(Stored data)
__________
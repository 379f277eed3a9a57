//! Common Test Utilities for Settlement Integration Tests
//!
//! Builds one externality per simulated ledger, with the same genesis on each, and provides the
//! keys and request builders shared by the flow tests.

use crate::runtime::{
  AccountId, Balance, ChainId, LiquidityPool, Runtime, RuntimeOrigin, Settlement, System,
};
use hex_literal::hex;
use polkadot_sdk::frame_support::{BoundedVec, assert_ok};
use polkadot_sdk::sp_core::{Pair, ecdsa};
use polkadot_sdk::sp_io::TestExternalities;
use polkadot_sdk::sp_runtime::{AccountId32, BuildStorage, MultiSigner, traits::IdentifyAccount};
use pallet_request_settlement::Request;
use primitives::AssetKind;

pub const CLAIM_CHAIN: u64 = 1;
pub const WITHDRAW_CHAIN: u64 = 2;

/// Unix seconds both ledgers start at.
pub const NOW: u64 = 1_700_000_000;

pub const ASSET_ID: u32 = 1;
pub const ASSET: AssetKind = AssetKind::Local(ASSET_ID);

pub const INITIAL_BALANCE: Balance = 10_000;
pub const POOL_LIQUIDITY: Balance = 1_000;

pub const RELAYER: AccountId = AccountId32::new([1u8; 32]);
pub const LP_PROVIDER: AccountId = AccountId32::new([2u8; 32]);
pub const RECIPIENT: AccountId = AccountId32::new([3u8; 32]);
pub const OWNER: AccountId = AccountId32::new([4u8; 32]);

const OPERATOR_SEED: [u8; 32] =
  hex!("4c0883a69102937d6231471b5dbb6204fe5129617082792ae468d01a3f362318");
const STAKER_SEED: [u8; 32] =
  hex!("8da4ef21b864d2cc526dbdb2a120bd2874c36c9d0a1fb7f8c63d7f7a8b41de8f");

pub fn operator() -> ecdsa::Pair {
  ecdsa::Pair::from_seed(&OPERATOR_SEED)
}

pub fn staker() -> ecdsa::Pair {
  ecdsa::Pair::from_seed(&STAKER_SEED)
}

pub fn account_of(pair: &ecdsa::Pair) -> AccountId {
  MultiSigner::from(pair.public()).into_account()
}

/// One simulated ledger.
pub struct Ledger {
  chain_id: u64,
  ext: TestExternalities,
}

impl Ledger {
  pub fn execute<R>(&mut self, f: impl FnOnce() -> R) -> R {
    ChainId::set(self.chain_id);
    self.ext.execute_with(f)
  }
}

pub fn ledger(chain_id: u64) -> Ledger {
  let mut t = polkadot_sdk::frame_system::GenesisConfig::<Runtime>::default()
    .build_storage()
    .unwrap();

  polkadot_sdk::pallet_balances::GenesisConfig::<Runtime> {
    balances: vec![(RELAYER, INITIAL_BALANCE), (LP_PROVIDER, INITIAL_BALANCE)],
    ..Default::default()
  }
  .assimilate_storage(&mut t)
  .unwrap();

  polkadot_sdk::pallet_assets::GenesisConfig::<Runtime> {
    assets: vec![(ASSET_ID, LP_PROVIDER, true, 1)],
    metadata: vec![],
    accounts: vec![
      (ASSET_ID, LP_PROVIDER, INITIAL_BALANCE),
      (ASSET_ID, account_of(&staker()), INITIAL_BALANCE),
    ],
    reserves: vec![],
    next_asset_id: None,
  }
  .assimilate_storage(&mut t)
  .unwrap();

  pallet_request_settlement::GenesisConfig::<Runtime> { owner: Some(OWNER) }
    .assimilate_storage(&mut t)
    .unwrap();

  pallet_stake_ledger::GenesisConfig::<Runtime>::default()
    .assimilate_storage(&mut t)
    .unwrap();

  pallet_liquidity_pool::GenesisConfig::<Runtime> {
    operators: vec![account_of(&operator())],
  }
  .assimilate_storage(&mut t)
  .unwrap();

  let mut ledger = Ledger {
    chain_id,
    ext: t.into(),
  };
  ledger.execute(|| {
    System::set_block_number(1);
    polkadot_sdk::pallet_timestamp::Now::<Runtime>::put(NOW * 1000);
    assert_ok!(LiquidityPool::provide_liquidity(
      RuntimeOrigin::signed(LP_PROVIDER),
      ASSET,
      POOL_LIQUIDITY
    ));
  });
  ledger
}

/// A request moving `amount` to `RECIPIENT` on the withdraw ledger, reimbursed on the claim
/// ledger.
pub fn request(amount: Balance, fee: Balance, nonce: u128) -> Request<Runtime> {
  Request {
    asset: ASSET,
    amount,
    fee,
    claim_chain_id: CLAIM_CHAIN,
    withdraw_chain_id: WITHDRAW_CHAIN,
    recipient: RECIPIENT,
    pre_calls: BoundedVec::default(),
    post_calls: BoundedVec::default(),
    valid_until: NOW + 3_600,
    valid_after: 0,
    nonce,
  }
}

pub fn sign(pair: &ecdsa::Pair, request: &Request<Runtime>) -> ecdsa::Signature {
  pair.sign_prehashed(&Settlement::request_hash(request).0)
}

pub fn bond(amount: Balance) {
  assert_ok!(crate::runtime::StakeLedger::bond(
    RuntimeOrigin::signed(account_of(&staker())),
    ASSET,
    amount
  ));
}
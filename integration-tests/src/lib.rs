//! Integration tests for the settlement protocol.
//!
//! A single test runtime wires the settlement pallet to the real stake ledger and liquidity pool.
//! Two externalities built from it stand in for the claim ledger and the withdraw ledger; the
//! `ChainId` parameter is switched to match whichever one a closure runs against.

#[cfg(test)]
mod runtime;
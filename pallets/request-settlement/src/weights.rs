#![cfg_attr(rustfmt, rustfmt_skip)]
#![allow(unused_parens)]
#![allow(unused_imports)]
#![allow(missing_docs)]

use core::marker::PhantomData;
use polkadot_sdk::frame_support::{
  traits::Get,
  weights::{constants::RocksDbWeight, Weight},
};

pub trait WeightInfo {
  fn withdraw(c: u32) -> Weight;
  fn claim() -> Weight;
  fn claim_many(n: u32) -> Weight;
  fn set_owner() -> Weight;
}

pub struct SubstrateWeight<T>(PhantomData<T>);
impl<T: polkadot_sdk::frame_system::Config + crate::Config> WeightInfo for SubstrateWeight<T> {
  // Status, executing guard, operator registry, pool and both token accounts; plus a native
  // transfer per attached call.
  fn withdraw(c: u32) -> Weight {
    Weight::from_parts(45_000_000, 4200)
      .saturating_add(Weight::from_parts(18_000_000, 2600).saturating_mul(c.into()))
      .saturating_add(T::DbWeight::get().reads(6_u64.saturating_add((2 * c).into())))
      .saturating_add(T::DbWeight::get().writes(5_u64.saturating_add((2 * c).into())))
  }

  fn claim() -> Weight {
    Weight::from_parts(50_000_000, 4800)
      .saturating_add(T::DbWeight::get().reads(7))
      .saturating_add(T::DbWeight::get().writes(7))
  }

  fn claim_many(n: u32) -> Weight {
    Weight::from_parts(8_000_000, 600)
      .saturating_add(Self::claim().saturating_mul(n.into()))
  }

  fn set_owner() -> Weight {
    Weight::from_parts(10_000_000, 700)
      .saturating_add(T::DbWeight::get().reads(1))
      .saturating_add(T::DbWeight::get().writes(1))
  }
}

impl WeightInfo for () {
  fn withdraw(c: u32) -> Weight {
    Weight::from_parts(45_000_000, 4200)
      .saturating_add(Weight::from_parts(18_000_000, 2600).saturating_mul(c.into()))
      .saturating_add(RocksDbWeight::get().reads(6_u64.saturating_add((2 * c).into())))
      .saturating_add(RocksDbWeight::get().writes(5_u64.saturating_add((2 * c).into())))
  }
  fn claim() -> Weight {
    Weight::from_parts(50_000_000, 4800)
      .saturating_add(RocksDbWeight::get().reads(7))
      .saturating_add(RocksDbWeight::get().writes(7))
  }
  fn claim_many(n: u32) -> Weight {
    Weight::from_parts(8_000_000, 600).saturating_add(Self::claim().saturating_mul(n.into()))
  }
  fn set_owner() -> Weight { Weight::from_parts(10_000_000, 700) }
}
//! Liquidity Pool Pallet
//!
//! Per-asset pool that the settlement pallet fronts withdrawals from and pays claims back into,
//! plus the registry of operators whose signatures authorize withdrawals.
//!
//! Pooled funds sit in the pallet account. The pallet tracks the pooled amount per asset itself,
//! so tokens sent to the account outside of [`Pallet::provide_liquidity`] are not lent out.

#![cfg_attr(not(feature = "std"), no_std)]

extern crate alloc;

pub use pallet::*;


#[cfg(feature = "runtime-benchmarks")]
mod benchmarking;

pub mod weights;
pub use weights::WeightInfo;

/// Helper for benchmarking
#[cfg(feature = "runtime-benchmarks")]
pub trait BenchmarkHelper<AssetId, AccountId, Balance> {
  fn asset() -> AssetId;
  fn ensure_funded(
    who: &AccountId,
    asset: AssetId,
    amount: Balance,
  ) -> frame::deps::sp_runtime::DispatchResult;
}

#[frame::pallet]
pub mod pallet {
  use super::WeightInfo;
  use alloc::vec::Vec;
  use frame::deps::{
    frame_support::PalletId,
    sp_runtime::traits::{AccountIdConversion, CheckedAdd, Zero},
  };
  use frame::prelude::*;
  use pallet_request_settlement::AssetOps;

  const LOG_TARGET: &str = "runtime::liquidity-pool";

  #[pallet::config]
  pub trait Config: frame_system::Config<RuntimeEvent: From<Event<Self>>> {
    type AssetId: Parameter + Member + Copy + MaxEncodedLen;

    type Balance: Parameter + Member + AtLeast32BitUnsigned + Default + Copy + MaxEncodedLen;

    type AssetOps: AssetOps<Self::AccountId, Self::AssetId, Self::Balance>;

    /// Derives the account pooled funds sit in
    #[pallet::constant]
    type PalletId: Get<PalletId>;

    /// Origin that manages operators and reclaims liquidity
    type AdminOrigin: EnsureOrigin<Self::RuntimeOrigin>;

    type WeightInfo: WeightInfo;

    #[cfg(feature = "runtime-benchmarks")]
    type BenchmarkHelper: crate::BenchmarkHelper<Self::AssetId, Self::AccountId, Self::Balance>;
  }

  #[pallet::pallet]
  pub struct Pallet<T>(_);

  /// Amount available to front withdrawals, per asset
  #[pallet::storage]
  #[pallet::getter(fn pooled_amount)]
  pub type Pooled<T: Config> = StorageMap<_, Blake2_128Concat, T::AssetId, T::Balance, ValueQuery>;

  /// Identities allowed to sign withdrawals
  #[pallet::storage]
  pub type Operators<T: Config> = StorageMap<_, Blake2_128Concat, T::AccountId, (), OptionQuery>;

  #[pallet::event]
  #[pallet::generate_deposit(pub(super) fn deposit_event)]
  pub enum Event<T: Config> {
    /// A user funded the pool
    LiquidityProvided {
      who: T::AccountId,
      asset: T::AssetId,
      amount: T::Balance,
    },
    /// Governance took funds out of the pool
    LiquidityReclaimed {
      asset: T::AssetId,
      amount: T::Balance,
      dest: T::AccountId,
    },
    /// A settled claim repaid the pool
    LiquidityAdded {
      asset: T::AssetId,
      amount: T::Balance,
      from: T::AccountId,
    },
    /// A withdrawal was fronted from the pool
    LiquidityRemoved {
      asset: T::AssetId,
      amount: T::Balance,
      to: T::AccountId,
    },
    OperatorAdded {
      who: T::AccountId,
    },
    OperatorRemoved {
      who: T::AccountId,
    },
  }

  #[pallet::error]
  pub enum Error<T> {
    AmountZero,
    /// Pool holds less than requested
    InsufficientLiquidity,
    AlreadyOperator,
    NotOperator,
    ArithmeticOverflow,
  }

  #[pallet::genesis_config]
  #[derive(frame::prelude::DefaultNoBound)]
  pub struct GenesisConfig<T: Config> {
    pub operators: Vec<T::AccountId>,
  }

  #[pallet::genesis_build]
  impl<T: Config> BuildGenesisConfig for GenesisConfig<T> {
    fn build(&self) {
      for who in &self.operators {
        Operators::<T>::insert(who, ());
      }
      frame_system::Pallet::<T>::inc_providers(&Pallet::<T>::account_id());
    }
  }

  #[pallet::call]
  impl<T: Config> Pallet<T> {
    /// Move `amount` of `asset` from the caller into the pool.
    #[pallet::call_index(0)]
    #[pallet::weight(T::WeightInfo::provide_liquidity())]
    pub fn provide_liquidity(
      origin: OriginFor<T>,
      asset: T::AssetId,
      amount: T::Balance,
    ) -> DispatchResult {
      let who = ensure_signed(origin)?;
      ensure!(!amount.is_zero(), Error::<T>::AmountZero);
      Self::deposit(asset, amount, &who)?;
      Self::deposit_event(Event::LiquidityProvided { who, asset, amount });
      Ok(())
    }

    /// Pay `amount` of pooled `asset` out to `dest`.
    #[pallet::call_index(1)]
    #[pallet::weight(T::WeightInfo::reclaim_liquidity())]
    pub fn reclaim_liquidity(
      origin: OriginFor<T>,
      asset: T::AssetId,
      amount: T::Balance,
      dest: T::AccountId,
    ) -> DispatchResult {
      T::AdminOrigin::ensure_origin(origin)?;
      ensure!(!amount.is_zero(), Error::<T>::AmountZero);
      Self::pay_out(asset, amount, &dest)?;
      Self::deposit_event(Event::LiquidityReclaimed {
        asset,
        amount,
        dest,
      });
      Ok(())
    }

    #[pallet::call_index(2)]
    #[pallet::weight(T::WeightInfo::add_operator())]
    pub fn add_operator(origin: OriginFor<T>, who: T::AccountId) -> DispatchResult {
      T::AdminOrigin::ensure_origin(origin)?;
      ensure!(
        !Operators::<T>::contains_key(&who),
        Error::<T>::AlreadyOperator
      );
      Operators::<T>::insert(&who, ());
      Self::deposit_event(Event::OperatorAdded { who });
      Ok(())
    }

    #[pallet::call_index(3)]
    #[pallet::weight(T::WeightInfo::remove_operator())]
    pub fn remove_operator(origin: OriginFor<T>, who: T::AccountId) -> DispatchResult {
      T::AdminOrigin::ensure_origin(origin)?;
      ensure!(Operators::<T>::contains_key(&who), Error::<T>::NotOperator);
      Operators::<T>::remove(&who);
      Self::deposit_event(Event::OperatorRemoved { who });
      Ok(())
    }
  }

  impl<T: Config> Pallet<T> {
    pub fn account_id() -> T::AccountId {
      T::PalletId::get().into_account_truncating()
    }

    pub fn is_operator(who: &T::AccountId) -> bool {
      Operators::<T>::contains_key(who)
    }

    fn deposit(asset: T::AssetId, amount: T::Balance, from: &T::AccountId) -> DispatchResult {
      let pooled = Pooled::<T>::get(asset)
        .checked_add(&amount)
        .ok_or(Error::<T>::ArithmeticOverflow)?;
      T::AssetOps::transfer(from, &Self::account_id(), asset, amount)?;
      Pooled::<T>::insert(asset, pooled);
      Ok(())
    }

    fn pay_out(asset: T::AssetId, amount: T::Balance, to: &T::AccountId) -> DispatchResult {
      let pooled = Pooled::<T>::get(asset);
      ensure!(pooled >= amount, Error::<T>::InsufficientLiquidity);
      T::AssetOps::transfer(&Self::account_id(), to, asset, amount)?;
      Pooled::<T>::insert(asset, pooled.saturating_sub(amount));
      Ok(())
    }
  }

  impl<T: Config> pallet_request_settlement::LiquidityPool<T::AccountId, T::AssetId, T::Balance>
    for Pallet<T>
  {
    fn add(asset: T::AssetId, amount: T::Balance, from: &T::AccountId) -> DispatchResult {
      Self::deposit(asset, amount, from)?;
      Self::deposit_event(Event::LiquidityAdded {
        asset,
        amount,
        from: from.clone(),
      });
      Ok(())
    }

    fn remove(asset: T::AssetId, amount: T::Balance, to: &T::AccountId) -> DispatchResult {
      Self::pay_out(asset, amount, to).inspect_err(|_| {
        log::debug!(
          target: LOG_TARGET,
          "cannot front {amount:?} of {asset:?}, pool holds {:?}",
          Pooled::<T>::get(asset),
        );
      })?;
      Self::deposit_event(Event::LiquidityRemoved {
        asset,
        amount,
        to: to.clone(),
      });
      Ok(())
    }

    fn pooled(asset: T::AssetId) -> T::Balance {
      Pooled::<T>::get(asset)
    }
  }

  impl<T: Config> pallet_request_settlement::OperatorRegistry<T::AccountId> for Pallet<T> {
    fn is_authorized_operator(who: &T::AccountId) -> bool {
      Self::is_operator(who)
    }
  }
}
__________
Work required: Report the number of lines in the entries above that include the word "impl" and add nothing to it.

Answer box: 9